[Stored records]

■ ■ ■

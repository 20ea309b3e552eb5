use serde::Serialize;

use crate::{Result, SequenceError};

/// Tempo of a sequence.
#[derive(Debug, Clone, Copy, PartialEq, Serialize)]
pub struct Rhythm {
    beats_per_minute: f64,
}

impl Rhythm {
    /// Fails unless `beats_per_minute` is finite and positive.
    pub fn new(beats_per_minute: f64) -> Result<Self> {
        if beats_per_minute.is_finite() && beats_per_minute > 0.0 {
            Ok(Rhythm { beats_per_minute })
        } else {
            Err(SequenceError::OutOfRange {
                what: "tempo",
                value: beats_per_minute,
            })
        }
    }

    pub fn beats_per_minute(&self) -> f64 {
        self.beats_per_minute
    }

    pub fn beats_per_second(&self) -> f64 {
        self.beats_per_minute / 60.0
    }
}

■ ■ ■

Take from the entries every line that has the string "Result".

▸ Written response:
use crate::{Result, SequenceError};
    pub fn new(beats_per_minute: f64) -> Result<Self> {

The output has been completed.